Another part of the report confirmed that the uranium plant, which operated from 1953 until 1988, had an impact on public health beyond 10 kilometers from the site.
So, what about homeowners, living nowhere near the site, that are told high levels of radon can only be harmful when it accumulates indoors and not when it's released outdoors, say, through a homeowner's radon mitigation unit?
"The radon around the area was far more concentrated," said Steve Adams, senior public health adviser and project officer at the CDC. "It wasn't a different type of radon than that which occurs naturally, but this was in concentrated amounts."
Adams said the high levels of radon and the risk of exposure decreased in 1979 when the radioactive silos, which store radium materials, were sealed at the site. The silos remain on site but are in the process of being removed.
Radon is the nation's No. 2 cause of lung cancer, behind smoking. It is an odorless, colorless radioactive gas that is produced by the decay of naturally occurring uranium and thorium in the soil.
For several years, the U.S. Environmental Protection Agency (EPA) has recommended that every home be tested for radon and that abatement action be taken if the level is greater than 4 pCi/L.
At the Fernald site, the radon gas that was emitted into the air is the same gas that is found in homes, said Tom Ontko, Ohio EPA remedial action coordinator.
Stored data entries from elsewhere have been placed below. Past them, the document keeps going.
//! Ad-hoc movie filter queries.
//!
//! A `MovieFilter` compiles to a parameterized WHERE fragment over the
//! movies/screenings join. Fuzzy string predicates go through the
//! `levenshtein` scalar function the store registers on every connection;
//! exact predicates fall back to case-insensitive LIKE.

use chrono::NaiveDate;
use rusqlite::types::Value;

use crate::error::{AppError, AppResult};

/// Maximum edit distance for a fuzzy string match.
const FUZZY_DISTANCE: i64 = 3;

#[derive(Debug, Clone, Default)]
pub struct MovieFilter {
    pub titles: Vec<String>,
    pub directors: Vec<String>,
    pub min_duration: Option<i64>,
    pub max_duration: Option<i64>,
    /// "YYYY-MM-DD HH:MM" or "YYYY-MM-DD"
    pub start_date: Option<String>,
    pub end_date: Option<String>,
    pub fuzzy: bool,
}

impl MovieFilter {
    /// Reject malformed caller input before any query runs.
    pub fn validate(&self) -> AppResult<()> {
        for date in [&self.start_date, &self.end_date].into_iter().flatten() {
            parse_filter_date(date)?;
        }
        if let (Some(min), Some(max)) = (self.min_duration, self.max_duration) {
            if min > max {
                return Err(AppError::InvalidInput(format!(
                    "min duration {} exceeds max duration {}",
                    min, max
                )));
            }
        }
        if self.min_duration.is_some_and(|d| d < 0) || self.max_duration.is_some_and(|d| d < 0) {
            return Err(AppError::InvalidInput(
                "duration bounds must be non-negative".to_string(),
            ));
        }
        Ok(())
    }

    /// Compile to a WHERE fragment plus its positional parameters.
    /// Columns are referenced as `m.*` (movies) and `s.*` (screenings).
    pub fn to_sql(&self) -> (String, Vec<Value>) {
        let mut conditions = vec!["1=1".to_string()];
        let mut params: Vec<Value> = Vec::new();

        if !self.titles.is_empty() {
            conditions.push(string_conditions("m.title", &self.titles, self.fuzzy));
            params.extend(self.titles.iter().map(|t| string_param(t, self.fuzzy)));
        }

        if !self.directors.is_empty() {
            conditions.push(string_conditions("m.director", &self.directors, self.fuzzy));
            params.extend(self.directors.iter().map(|d| string_param(d, self.fuzzy)));
        }

        if let Some(min) = self.min_duration {
            conditions.push("m.duration >= ?".to_string());
            params.push(Value::Integer(min));
        }

        if let Some(max) = self.max_duration {
            conditions.push("m.duration <= ?".to_string());
            params.push(Value::Integer(max));
        }

        if let Some(ref start) = self.start_date {
            conditions.push("s.screening_date >= ?".to_string());
            params.push(Value::Text(start.clone()));
        }

        if let Some(ref end) = self.end_date {
            conditions.push("s.screening_date <= ?".to_string());
            params.push(Value::Text(end.clone()));
        }

        (conditions.join(" AND "), params)
    }
}

fn string_conditions(column: &str, values: &[String], fuzzy: bool) -> String {
    let comparison = if fuzzy {
        format!("levenshtein({}, ?) < {}", column, FUZZY_DISTANCE)
    } else {
        format!("LOWER({}) LIKE LOWER(?)", column)
    };
    let comparisons = vec![comparison; values.len()];
    format!("({})", comparisons.join(" OR "))
}

fn string_param(value: &str, fuzzy: bool) -> Value {
    if fuzzy {
        Value::Text(value.to_string())
    } else {
        Value::Text(format!("%{}%", value))
    }
}

fn parse_filter_date(date: &str) -> AppResult<()> {
    let date_part = date.split_whitespace().next().unwrap_or(date);
    NaiveDate::parse_from_str(date_part, "%Y-%m-%d")
        .map_err(|_| AppError::InvalidInput(format!("invalid date '{}'", date)))?;
    if let Some(time_part) = date.split_whitespace().nth(1) {
        chrono::NaiveTime::parse_from_str(time_part, "%H:%M")
            .map_err(|_| AppError::InvalidInput(format!("invalid time in '{}'", date)))?;
    }
    Ok(())
}

/// Case-insensitive Levenshtein edit distance, registered with SQLite as the
/// `levenshtein(a, b)` scalar so fuzzy predicates run inside the engine.
pub fn levenshtein(a: &str, b: &str) -> i64 {
    let a: Vec<char> = a.to_lowercase().chars().collect();
    let b: Vec<char> = b.to_lowercase().chars().collect();
    if a.is_empty() {
        return b.len() as i64;
    }
    if b.is_empty() {
        return a.len() as i64;
    }

    let mut previous: Vec<usize> = (0..=b.len()).collect();
    for (i, ca) in a.iter().enumerate() {
        let mut current = vec![i + 1];
        for (j, cb) in b.iter().enumerate() {
            let insertions = previous[j + 1] + 1;
            let deletions = current[j] + 1;
            let substitutions = previous[j] + usize::from(ca != cb);
            current.push(insertions.min(deletions).min(substitutions));
        }
        previous = current;
    }
    previous[b.len()] as i64
}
The difference is that the radon at the Fernald site is from the radium materials in the silos and, the radon that is found in homes is naturally occurring from uranium, he said.
"The stuff in your house builds up in the basement and accumulates over time, which can be harmful," Ontko said. "The radon at Fernald was because of concentrated amounts not naturally occurring."
The Ohio EPA has several radon monitors that measure how much radon can be found in the air each hour. There was a level of .10 pCi/L in the air on Jan. 25. Ontko said that was a big difference from the 3 pCi/L reported by a monitor in 1979.
"I know it doesn't seem like a huge difference, but that's a considerable decrease," he said.
Ontko recommends that people test their homes for radon and take action if necessary.